Keywords: serious games, games
1 Introduction
Games have always interested people, providing them with entertainment and joy.
Game developers have tried, along time, to create new, fun and visual and intellectual
appealing games. Due to the expansion of computers and graphics hardware, games
have become each and every time more visual accurate, providing a sensation of
reality to the player. From this ability that games have to mimic reality, some
developers started to use normal fun games’ engines to create another kind of
applications, a more serious one. Those applications can be used to train, educate,
simulate, and so on, as if in students (or players) where living them in real life, with
added advantages.
In this paper we plan to present an overview of the serious games theme, and to
provide to the reader an introduction to some of the areas that use this kind of games.

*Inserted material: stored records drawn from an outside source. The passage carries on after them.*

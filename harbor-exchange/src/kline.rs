use chrono::{DateTime, TimeDelta, Utc};
use harbor_instrument::{asset::AssetClass, pair::Pair};
use serde::{Deserialize, Serialize};
use smol_str::SmolStr;
use std::str::FromStr;
use thiserror::Error;

/// Candle interval supported across venues.
#[derive(
    Debug, Copy, Clone, Eq, PartialEq, Ord, PartialOrd, Hash, Deserialize, Serialize,
)]
#[serde(rename_all = "snake_case")]
pub enum Interval {
    OneSecond,
    FifteenSeconds,
    OneMinute,
    FiveMinutes,
    FifteenMinutes,
    ThirtyMinutes,
    OneHour,
    FourHours,
    OneDay,
    OneWeek,
}

impl Interval {
    /// Duration of one candle at this [`Interval`].
    pub fn duration(&self) -> TimeDelta {
        match self {
            Interval::OneSecond => TimeDelta::seconds(1),
            Interval::FifteenSeconds => TimeDelta::seconds(15),
            Interval::OneMinute => TimeDelta::minutes(1),
            Interval::FiveMinutes => TimeDelta::minutes(5),
            Interval::FifteenMinutes => TimeDelta::minutes(15),
            Interval::ThirtyMinutes => TimeDelta::minutes(30),
            Interval::OneHour => TimeDelta::hours(1),
            Interval::FourHours => TimeDelta::hours(4),
            Interval::OneDay => TimeDelta::days(1),
            Interval::OneWeek => TimeDelta::weeks(1),
        }
    }

    /// Interval identifier `&str`, matching the serde snake_case representation.
    pub fn as_str(&self) -> &'static str {
        match self {
            Interval::OneSecond => "one_second",
            Interval::FifteenSeconds => "fifteen_seconds",
            Interval::OneMinute => "one_minute",
            Interval::FiveMinutes => "five_minutes",
            Interval::FifteenMinutes => "fifteen_minutes",
            Interval::ThirtyMinutes => "thirty_minutes",
            Interval::OneHour => "one_hour",
            Interval::FourHours => "four_hours",
            Interval::OneDay => "one_day",
            Interval::OneWeek => "one_week",
        }
    }

    fn all() -> &'static [Interval] {
        &[
            Interval::OneSecond,
            Interval::FifteenSeconds,
            Interval::OneMinute,
            Interval::FiveMinutes,
            Interval::FifteenMinutes,
            Interval::ThirtyMinutes,
            Interval::OneHour,
            Interval::FourHours,
            Interval::OneDay,
            Interval::OneWeek,
        ]
    }
}

impl std::fmt::Display for Interval {
    fn fmt(&self, f: &mut std::fmt::Formatter<'_>) -> std::fmt::Result {
        write!(f, "{}", self.as_str())
    }
}

impl FromStr for Interval {
    type Err = KlineError;

    fn from_str(input: &str) -> Result<Self, Self::Err> {
        Interval::all()
            .iter()
            .find(|interval| interval.as_str().eq_ignore_ascii_case(input))
            .copied()
            .ok_or_else(|| KlineError::UnknownInterval(input.to_string()))
    }
}

/// Errors generated when constructing kline requests.
#[derive(Debug, Clone, Eq, PartialEq, Error)]
pub enum KlineError {
    #[error("unknown interval: {0}")]
    UnknownInterval(String),

    #[error("asset class {0} does not serve klines on this venue")]
    UnsupportedAsset(AssetClass),

    #[error("interval {0} is not supported by this venue")]
    UnsupportedInterval(Interval),

    #[error("interval {requested} cannot be constructed from the venue supported intervals")]
    IntervalNotConstructible { requested: Interval },

    #[error("kline request start {start} is not before end {end}")]
    StartAfterEnd {
        start: DateTime<Utc>,
        end: DateTime<Utc>,
    },

    #[error("kline request needs {required} candles, exceeding the single-request limit {limit}")]
    RangeExceedsLimit { required: u64, limit: u64 },
}

/// A normalised venue kline request with explicit start/end and a request-formatted symbol.
#[derive(Debug, Clone, Eq, PartialEq)]
pub struct KlineRequest {
    pub pair: Pair,
    pub asset: AssetClass,
    pub symbol: SmolStr,
    pub interval: Interval,
    pub start: DateTime<Utc>,
    pub end: DateTime<Utc>,
    /// Number of candles this request covers.
    pub count: u64,
}

impl KlineRequest {
    /// Construct a validated [`KlineRequest`].
    ///
    /// The requested [`Interval`] must be directly supported by the venue, or constructible by
    /// aggregating a supported interval that evenly divides it.
    pub fn new(
        pair: Pair,
        asset: AssetClass,
        symbol: SmolStr,
        interval: Interval,
        start: DateTime<Utc>,
        end: DateTime<Utc>,
        supported: &[Interval],
        limit: u64,
    ) -> Result<Self, KlineError> {
        if start >= end {
            return Err(KlineError::StartAfterEnd { start, end });
        }
        validate_interval(interval, supported)?;

        let count = interval_count(start, end, interval);
        if count > limit {
            return Err(KlineError::RangeExceedsLimit {
                required: count,
                limit,
            });
        }

        Ok(Self {
            pair,
            asset,
            symbol,
            interval,
            start,
            end,
            count,
        })
    }
}

/// A kline request over a range larger than one venue call, split into batches by a
/// [`RangeHolder`] that records which sub-ranges were covered.
#[derive(Debug, Clone, Eq, PartialEq)]
pub struct ExtendedKlineRequest {
    pub pair: Pair,
    pub asset: AssetClass,
    pub symbol: SmolStr,
    pub interval: Interval,
    pub ranges: RangeHolder,
}

impl ExtendedKlineRequest {
    pub fn new(
        pair: Pair,
        asset: AssetClass,
        symbol: SmolStr,
        interval: Interval,
        start: DateTime<Utc>,
        end: DateTime<Utc>,
        supported: &[Interval],
        limit: u64,
    ) -> Result<Self, KlineError> {
        if start >= end {
            return Err(KlineError::StartAfterEnd { start, end });
        }
        validate_interval(interval, supported)?;

        Ok(Self {
            pair,
            asset,
            symbol,
            interval,
            ranges: RangeHolder::new(start, end, interval, limit),
        })
    }
}

fn validate_interval(interval: Interval, supported: &[Interval]) -> Result<(), KlineError> {
    if supported.is_empty() {
        return Err(KlineError::UnsupportedInterval(interval));
    }
    if supported.contains(&interval) {
        return Ok(());
    }

    // Not directly supported: constructible only if a supported interval evenly divides it
    let requested_secs = interval.duration().num_seconds();
    let constructible = supported.iter().any(|candidate| {
        let candidate_secs = candidate.duration().num_seconds();
        candidate_secs < requested_secs && requested_secs % candidate_secs == 0
    });

    if constructible {
        Ok(())
    } else {
        Err(KlineError::IntervalNotConstructible {
            requested: interval,
        })
    }
}

fn div_ceil_i64(lhs: i64, rhs: i64) -> i64 {
    let d = lhs / rhs;
    let r = lhs % rhs;
    if (r > 0 && rhs > 0) || (r < 0 && rhs < 0) {
        d + 1
    } else {
        d
    }
}

fn interval_count(start: DateTime<Utc>, end: DateTime<Utc>, interval: Interval) -> u64 {
    let span = (end - start).num_seconds();
    let step = interval.duration().num_seconds();
    div_ceil_i64(span, step).max(0) as u64
}

/// One contiguous `[start, end)` time range.
#[derive(Debug, Copy, Clone, Eq, PartialEq, Deserialize, Serialize)]
pub struct TimeRange {
    pub start: DateTime<Utc>,
    pub end: DateTime<Utc>,
}

/// Splits a kline range into batches within a venue's per-call limit and tracks which intervals
/// have been filled with data.
#[derive(Debug, Clone, Eq, PartialEq)]
pub struct RangeHolder {
    pub start: DateTime<Utc>,
    pub end: DateTime<Utc>,
    pub interval: Interval,
    pub intervals_expected: u64,
    batches: Vec<TimeRange>,
    covered: Vec<bool>,
}

impl RangeHolder {
    /// Construct a new [`RangeHolder`] splitting `[start, end)` into batches of at most
    /// `limit` intervals.
    pub fn new(start: DateTime<Utc>, end: DateTime<Utc>, interval: Interval, limit: u64) -> Self {
        let intervals_expected = interval_count(start, end, interval);
        let step = interval.duration();
        let limit = limit.max(1);

        let mut batches = Vec::new();
        let mut cursor = start;
        while cursor < end {
            let batch_end = std::cmp::min(cursor + step * limit as i32, end);
            batches.push(TimeRange {
                start: cursor,
                end: batch_end,
            });
            cursor = batch_end;
        }

        let covered = vec![false; batches.len()];
        Self {
            start,
            end,
            interval,
            intervals_expected,
            batches,
            covered,
        }
    }

    /// The batched sub-ranges, each within the venue per-call limit.
    pub fn batches(&self) -> &[TimeRange] {
        &self.batches
    }

    /// Record that the batch containing `time` has been covered with data.
    pub fn mark_covered(&mut self, time: DateTime<Utc>) {
        if let Some(index) = self
            .batches
            .iter()
            .position(|range| range.start <= time && time < range.end)
        {
            self.covered[index] = true;
        }
    }

    /// Number of intervals present across covered batches.
    pub fn intervals_present(&self) -> u64 {
        self.batches
            .iter()
            .zip(&self.covered)
            .filter(|(_, covered)| **covered)
            .map(|(range, _)| interval_count(range.start, range.end, self.interval))
            .sum()
    }

    /// Sub-ranges not yet covered with data.
    pub fn unfilled(&self) -> Vec<TimeRange> {
        self.batches
            .iter()
            .zip(&self.covered)
            .filter(|(_, covered)| !**covered)
            .map(|(range, _)| *range)
            .collect()
    }

    /// Determine if every batch has been covered.
    pub fn is_complete(&self) -> bool {
        self.covered.iter().all(|covered| *covered)
    }
}

#[cfg(test)]
mod tests {
    use super::*;
    use chrono::TimeZone;

    fn ts(hour: u32) -> DateTime<Utc> {
        Utc.with_ymd_and_hms(2020, 1, 1, hour, 0, 0).unwrap()
    }

    #[test]
    fn test_kline_request_validation() {
        struct TestCase {
            interval: Interval,
            start: DateTime<Utc>,
            end: DateTime<Utc>,
            supported: Vec<Interval>,
            limit: u64,
            expected: Result<u64, KlineError>,
        }

        let tests = vec![
            TestCase {
                // TC0: valid request of 4 hourly candles
                interval: Interval::OneHour,
                start: ts(0),
                end: ts(4),
                supported: vec![Interval::OneHour],
                limit: 100,
                expected: Ok(4),
            },
            TestCase {
                // TC1: start after end
                interval: Interval::OneHour,
                start: ts(4),
                end: ts(0),
                supported: vec![Interval::OneHour],
                limit: 100,
                expected: Err(KlineError::StartAfterEnd {
                    start: ts(4),
                    end: ts(0),
                }),
            },
            TestCase {
                // TC2: unsupported but constructible interval (4h from 1h)
                interval: Interval::FourHours,
                start: ts(0),
                end: ts(8),
                supported: vec![Interval::OneHour],
                limit: 100,
                expected: Ok(2),
            },
            TestCase {
                // TC3: non-constructible interval (1m from 1h)
                interval: Interval::OneMinute,
                start: ts(0),
                end: ts(1),
                supported: vec![Interval::OneHour],
                limit: 100,
                expected: Err(KlineError::IntervalNotConstructible {
                    requested: Interval::OneMinute,
                }),
            },
            TestCase {
                // TC4: range exceeds the single-request limit
                interval: Interval::OneHour,
                start: ts(0),
                end: ts(10),
                supported: vec![Interval::OneHour],
                limit: 5,
                expected: Err(KlineError::RangeExceedsLimit {
                    required: 10,
                    limit: 5,
                }),
            },
        ];

        for (index, test) in tests.into_iter().enumerate() {
            let actual = KlineRequest::new(
                Pair::new("btc", "usdt"),
                AssetClass::Spot,
                SmolStr::from("BTCUSDT"),
                test.interval,
                test.start,
                test.end,
                &test.supported,
                test.limit,
            );
            match (actual, test.expected) {
                (Ok(request), Ok(count)) => assert_eq!(request.count, count, "TC{index} failed"),
                (Err(actual), Err(expected)) => assert_eq!(actual, expected, "TC{index} failed"),
                (actual, expected) => {
                    panic!("TC{index} failed. \nActual: {actual:?}\nExpected: {expected:?}\n")
                }
            }
        }
    }

    #[test]
    fn test_range_holder_batches_and_coverage() {
        // 10 hourly intervals at a 4-per-call limit => 3 batches (4, 4, 2)
        let mut holder = RangeHolder::new(ts(0), ts(10), Interval::OneHour, 4);
        assert_eq!(holder.intervals_expected, 10);
        assert_eq!(holder.batches().len(), 3);
        assert_eq!(holder.batches()[2], TimeRange { start: ts(8), end: ts(10) });

        holder.mark_covered(ts(0));
        holder.mark_covered(ts(9));
        assert_eq!(holder.intervals_present(), 6);
        assert!(!holder.is_complete());
        assert_eq!(holder.unfilled(), vec![TimeRange { start: ts(4), end: ts(8) }]);

        holder.mark_covered(ts(5));
        assert!(holder.is_complete());
        assert_eq!(holder.intervals_present(), 10);
    }
}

We also present some of the engines used to deliver that.
2 Games
A game, formally defined, is a goal-directed and competitive activity that involves
some form of conflict [1], conducted within a framework of agreed rules [2]. It is
played by an individual or group of individuals who take the role of decision makers
in that context [1].
By form of conflict it’s understood the set of obstacles that the player has to
overcome in order to succeed. Rules mean the set of guidelines that describe the
relationship between the player and the environment [3]. Traditionally, players have
to learn the rules before starting to play, but nowadays there is a tutorial quick-start
manner to initiate game playing. This game play is the set of actions that the player
has conditioned by the script of the game.

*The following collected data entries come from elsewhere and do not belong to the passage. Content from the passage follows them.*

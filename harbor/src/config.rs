use crate::error::ConfigError;
use chrono::{DateTime, Utc};
use harbor_exchange::kline::Interval;
use harbor_instrument::{asset::AssetClass, exchange::VenueId, symbol::Symbol};
use serde::{Deserialize, Serialize};
use std::{collections::HashMap, path::PathBuf};

/// Complete backtest configuration document.
///
/// Round-trippable through serde: serialising then deserialising yields an equivalent config.
#[derive(Debug, Clone, PartialEq, Deserialize, Serialize)]
pub struct BacktestConfig {
    pub nickname: String,
    #[serde(default)]
    pub goal: String,
    pub strategy_settings: StrategySettings,
    pub currency_settings: Vec<CurrencySettings>,
    #[serde(default)]
    pub funding_settings: FundingSettings,
    pub data_settings: DataSettings,
    #[serde(default)]
    pub portfolio_settings: PortfolioSettings,
    #[serde(default)]
    pub statistic_settings: StatisticSettings,
}

/// Which strategy to run and how it processes signals.
#[derive(Debug, Clone, PartialEq, Deserialize, Serialize)]
pub struct StrategySettings {
    pub name: String,
    /// Present all pairs' data of the same timestamp to the strategy together, enabling
    /// cross-pair decisions. The legacy `is_multi_currency` name is migrated on load.
    #[serde(default, alias = "is_multi_currency")]
    pub simultaneous_signal_processing: bool,
    #[serde(default)]
    pub custom_settings: HashMap<String, serde_json::Value>,
}

/// Per market settings: initial funds, order size bounds, fees and slippage.
#[derive(Debug, Clone, PartialEq, Deserialize, Serialize)]
pub struct CurrencySettings {
    pub venue: VenueId,
    pub asset: AssetClass,
    pub base: Symbol,
    pub quote: Symbol,
    #[serde(default)]
    pub initial_base_funds: f64,
    #[serde(default)]
    pub initial_quote_funds: f64,
    #[serde(default)]
    pub buy_side: MinMax,
    #[serde(default)]
    pub sell_side: MinMax,
    #[serde(default)]
    pub maker_fee: f64,
    #[serde(default)]
    pub taker_fee: f64,
    pub min_slippage_percent: f64,
    pub max_slippage_percent: f64,
    #[serde(default)]
    pub use_exchange_order_limits: bool,
    #[serde(default)]
    pub skip_candle_volume_fit_check: bool,
}

/// Minimum, maximum and total size bounds for one order side.
#[derive(Debug, Copy, Clone, PartialEq, Default, Deserialize, Serialize)]
pub struct MinMax {
    #[serde(default)]
    pub minimum_size: f64,
    #[serde(default)]
    pub maximum_size: f64,
    #[serde(default)]
    pub maximum_total: f64,
}

/// Exchange-level funding pools shared across pairs.
#[derive(Debug, Clone, PartialEq, Default, Deserialize, Serialize)]
pub struct FundingSettings {
    #[serde(default)]
    pub use_exchange_level_funding: bool,
    #[serde(default)]
    pub exchange_level_funding: Vec<ExchangeLevelFunding>,
}

/// One exchange-level funding pool.
#[derive(Debug, Clone, PartialEq, Deserialize, Serialize)]
pub struct ExchangeLevelFunding {
    pub venue: VenueId,
    pub asset: AssetClass,
    pub currency: Symbol,
    pub initial_funds: f64,
}

/// What data drives the backtest and where it comes from.
#[derive(Debug, Clone, PartialEq, Deserialize, Serialize)]
pub struct DataSettings {
    pub interval: Interval,
    pub data_type: DataType,
    /// Extends the configured end date by one interval so the final candle is included.
    #[serde(default)]
    pub inclusive_end_date: bool,
    pub source: DataSource,
}

/// Whether the feed yields candles or a raw trade tape.
#[derive(Debug, Copy, Clone, Eq, PartialEq, Deserialize, Serialize)]
#[serde(rename_all = "snake_case")]
pub enum DataType {
    Candle,
    Trade,
}

/// The concrete data source backing the feed.
#[derive(Debug, Clone, PartialEq, Deserialize, Serialize)]
#[serde(rename_all = "snake_case")]
pub enum DataSource {
    Api {
        start_date: DateTime<Utc>,
        end_date: DateTime<Utc>,
    },
    Csv {
        path: PathBuf,
    },
    Database {
        start_date: DateTime<Utc>,
        end_date: DateTime<Utc>,
    },
    Live {
        real_orders: bool,
    },
}

/// Global portfolio constraints applied on top of per market settings.
#[derive(Debug, Clone, PartialEq, Deserialize, Serialize)]
pub struct PortfolioSettings {
    #[serde(default)]
    pub buy_side: MinMax,
    #[serde(default)]
    pub sell_side: MinMax,
    #[serde(default = "default_leverage")]
    pub leverage: f64,
}

impl Default for PortfolioSettings {
    fn default() -> Self {
        Self {
            buy_side: MinMax::default(),
            sell_side: MinMax::default(),
            leverage: default_leverage(),
        }
    }
}

fn default_leverage() -> f64 {
    1.0
}

/// Statistics configuration.
#[derive(Debug, Copy, Clone, PartialEq, Default, Deserialize, Serialize)]
pub struct StatisticSettings {
    #[serde(default)]
    pub risk_free_rate: f64,
    /// Seed for the slippage model; identical seeds make runs reproducible.
    #[serde(default)]
    pub slippage_seed: u64,
}

impl BacktestConfig {
    /// Validate the whole document, surfacing the first defect found.
    ///
    /// `strategy_requires_exchange_level_funding` is reported by the loaded strategy and
    /// cross-checked against [`FundingSettings`].
    pub fn validate(
        &self,
        strategy_requires_exchange_level_funding: bool,
    ) -> Result<(), ConfigError> {
        if self.currency_settings.is_empty() {
            return Err(ConfigError::CurrencySettingsEmpty);
        }

        self.validate_dates()?;
        for settings in &self.currency_settings {
            validate_slippage(settings)?;
            self.validate_funds(settings)?;
        }

        if self.funding_settings.use_exchange_level_funding
            && !self.strategy_settings.simultaneous_signal_processing
        {
            return Err(ConfigError::SimultaneousProcessingRequired);
        }

        if strategy_requires_exchange_level_funding
            && !self.funding_settings.use_exchange_level_funding
        {
            return Err(ConfigError::ExchangeLevelFundingRequired);
        }

        Ok(())
    }

    fn validate_dates(&self) -> Result<(), ConfigError> {
        match &self.data_settings.source {
            DataSource::Api {
                start_date,
                end_date,
            }
            | DataSource::Database {
                start_date,
                end_date,
            } => {
                if start_date >= end_date {
                    return Err(ConfigError::DateRange {
                        start: *start_date,
                        end: *end_date,
                    });
                }
                Ok(())
            }
            DataSource::Csv { .. } | DataSource::Live { .. } => Ok(()),
        }
    }

    fn validate_funds(&self, settings: &CurrencySettings) -> Result<(), ConfigError> {
        let pair = format!("{}-{}", settings.base, settings.quote);
        let has_pair_funds =
            settings.initial_base_funds > 0.0 || settings.initial_quote_funds > 0.0;

        if self.funding_settings.use_exchange_level_funding {
            // Exchange-level mode shares pools across pairs, so per-pair funds must be zero
            if has_pair_funds {
                return Err(ConfigError::BadInitialFunds {
                    pair,
                    reason: "per-pair funds must be zero under exchange level funding"
                        .to_string(),
                });
            }
            if self
                .funding_settings
                .exchange_level_funding
                .iter()
                .any(|pool| pool.initial_funds < 0.0)
            {
                return Err(ConfigError::BadInitialFunds {
                    pair,
                    reason: "exchange level pool funds must be >= 0".to_string(),
                });
            }
        } else if !has_pair_funds {
            return Err(ConfigError::BadInitialFunds {
                pair,
                reason: "at least one of initial base or quote funds must be > 0".to_string(),
            });
        }

        Ok(())
    }

    /// The effective end date: `inclusive_end_date` extends the configured end by one interval.
    pub fn effective_end_date(&self) -> Option<DateTime<Utc>> {
        let end = match &self.data_settings.source {
            DataSource::Api { end_date, .. } | DataSource::Database { end_date, .. } => *end_date,
            _ => return None,
        };
        Some(if self.data_settings.inclusive_end_date {
            end + self.data_settings.interval.duration()
        } else {
            end
        })
    }
}

fn validate_slippage(settings: &CurrencySettings) -> Result<(), ConfigError> {
    let (min, max) = (settings.min_slippage_percent, settings.max_slippage_percent);
    if min < 0.0 || max < 0.0 || min >= max {
        return Err(ConfigError::BadSlippageRates);
    }
    Ok(())
}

Goal of a game is the predetermined end-state giving the player the notion of
victory by reaching the objectives.
There are mainly two kinds of games: fun games, where the fundamental design of
games is of less importance and consumer-driven games, where the designer takes in
close consideration the audience’s preferences [3]. Ideally, a game would offer a
continuous, intelligent, smooth and seamless experience to players.
3 Serious Games
Games are known to entertain people, but their function lays far away that small
objective. If they usually seen as trivial without educational worth beyond eye-hand
coordination and something from which educators, parents, and politicians must
rescue children and distance themselves. Yet video game literacy demands mastery of
significant cognitive skills [4]. Players need to figure out the rules of the game by
various strategies and a process of hypothesis testing. Teenagers create dynamic
mental representational systems as they work out how the consol buttons and screen
symbols, icons, and images act individually and in unison. Video games require the
player to attend simultaneously and selectively to a number of different pieces of
information displayed on the screen; that is, to develop the skill of parallel processing
or multiplex thinking.
Games are used now and everyday more to other means than pure entertainment.
The serious games concept is introduced.
According to [5], serious games are applications of interactive technology that
extend far beyond the traditional video-game market, including: training, policy
exploration, analytics, visualization, simulation, education, and health and therapy.

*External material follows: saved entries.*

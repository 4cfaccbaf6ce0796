use crate::{
    config::StrategySettings,
    error::{ConfigError, EngineError},
    event::{DataTick, Direction, OrderType, Signal},
    funding::FundManager,
    portfolio::Portfolio,
};
use fnv::FnvHashMap;
use harbor_instrument::MarketKey;

/// User strategy behind a polymorphic interface.
///
/// Non-simultaneous strategies receive each market's tick independently via
/// [`on_signal`](Self::on_signal). Strategies that declare
/// [`supports_simultaneous_processing`](Self::supports_simultaneous_processing) receive all
/// markets' ticks of one timestamp together via
/// [`on_simultaneous_signals`](Self::on_simultaneous_signals), enabling cross-pair decisions.
pub trait Strategy: std::fmt::Debug + Send {
    fn name(&self) -> &'static str;

    fn supports_simultaneous_processing(&self) -> bool {
        false
    }

    /// Declared by strategies that draw from shared exchange-level funding pools; checked
    /// against [`FundingSettings`](crate::config::FundingSettings) at load.
    fn requires_exchange_level_funding(&self) -> bool {
        false
    }

    /// Produce an advisory [`Signal`] for one market's tick.
    fn on_signal(
        &mut self,
        tick: &DataTick,
        portfolio: &Portfolio,
        funding: &FundManager,
    ) -> Result<Signal, EngineError>;

    /// Produce advisory [`Signal`]s across all markets' ticks of one timestamp.
    fn on_simultaneous_signals(
        &mut self,
        ticks: &[DataTick],
        portfolio: &Portfolio,
        funding: &FundManager,
    ) -> Result<Vec<Signal>, EngineError> {
        let _ = (ticks, portfolio, funding);
        Err(EngineError::SimultaneousUnsupported)
    }
}

/// Load the configured strategy by name.
pub fn load_strategy(settings: &StrategySettings) -> Result<Box<dyn Strategy>, ConfigError> {
    match settings.name.as_str() {
        SmaCross::NAME => {
            let fast = settings
                .custom_settings
                .get("fast_period")
                .and_then(serde_json::Value::as_u64)
                .unwrap_or(5) as usize;
            let slow = settings
                .custom_settings
                .get("slow_period")
                .and_then(serde_json::Value::as_u64)
                .unwrap_or(20) as usize;
            Ok(Box::new(SmaCross::new(fast, slow)))
        }
        unknown => Err(ConfigError::UnknownStrategy(unknown.to_string())),
    }
}

/// Reference strategy: fast/slow simple moving average crossover per market.
#[derive(Debug)]
pub struct SmaCross {
    fast_period: usize,
    slow_period: usize,
    closes: FnvHashMap<MarketKey, Vec<f64>>,
}

impl SmaCross {
    pub const NAME: &'static str = "sma-cross";

    pub fn new(fast_period: usize, slow_period: usize) -> Self {
        Self {
            fast_period: fast_period.max(1),
            slow_period: slow_period.max(2),
            closes: FnvHashMap::default(),
        }
    }

    fn sma(closes: &[f64], period: usize) -> Option<f64> {
        if closes.len() < period {
            return None;
        }
        Some(closes[closes.len() - period..].iter().sum::<f64>() / period as f64)
    }
}

impl Strategy for SmaCross {
    fn name(&self) -> &'static str {
        Self::NAME
    }

    fn on_signal(
        &mut self,
        tick: &DataTick,
        _portfolio: &Portfolio,
        _funding: &FundManager,
    ) -> Result<Signal, EngineError> {
        let closes = self.closes.entry(tick.meta.key.clone()).or_default();
        closes.push(tick.candle.close);

        let direction = match (
            Self::sma(closes, self.fast_period),
            Self::sma(closes, self.slow_period),
        ) {
            (Some(fast), Some(slow)) if fast > slow => Direction::Buy,
            (Some(fast), Some(slow)) if fast < slow => Direction::Sell,
            (Some(_), Some(_)) => Direction::DoNothing,
            // Not enough lookback yet
            _ => Direction::MissingData,
        };

        Ok(Signal {
            meta: tick.meta.clone(),
            direction,
            price: tick.candle.close,
            order_type: OrderType::Market,
        })
    }
}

In [6], we can see that “serious games” has led to “serious play”. This may seem a
contradiction, but it can be clarified if we consider the task of play in its normal
context but with an additional emergent property that leads to outcomes in a specified
discipline [7].
Serious games subject has been subject of study for some years now and originated
some conferences and networks in the area, like Computer Games Conference,
Serious Games Summit, Game Developers Conference, Digital Games Research
Association [8], amongst others. There are also many non-ludic games based on 3D
videogame engines [9], like the Mountain View Interface [10], digital libraries access
[11] or initial architectural education as demonstrated in [12].
This kind of approaches reveals some advantages in opposition to real-world
approaches. The audience denotes more attention to the issue; the learning is implicit
and fun, taking less time to achieve the same results.
Game engines denote a degree of accuracy that fulfills entirely that need in
applications that require faithful maintenance of game objectives. Even in simulations
requiring high levels of accuracy usually present only in top-of-the-line simulators,
game technology has proven being able to manipulate 3D data, networking,
synchronization and driving hardware accelerated graphic boards [3, 5, 13].
4 Serious Games Application Areas
Besides being used for entertainment purposes, games are also used in a wide variety
of areas, in several aspects of common life, like Education [14-17], Project
Management [7, 18], Weather Forecast [3], Military [3, 18], Healthcare [19], Virtual
Reality [14], Archeology [9], Simulators [20], amongst others.
4.1 Simulators
There are many usages for games in serious simulating subjects. We can find
simulators on driving [20], military issues [3, 18], training, education, and so on.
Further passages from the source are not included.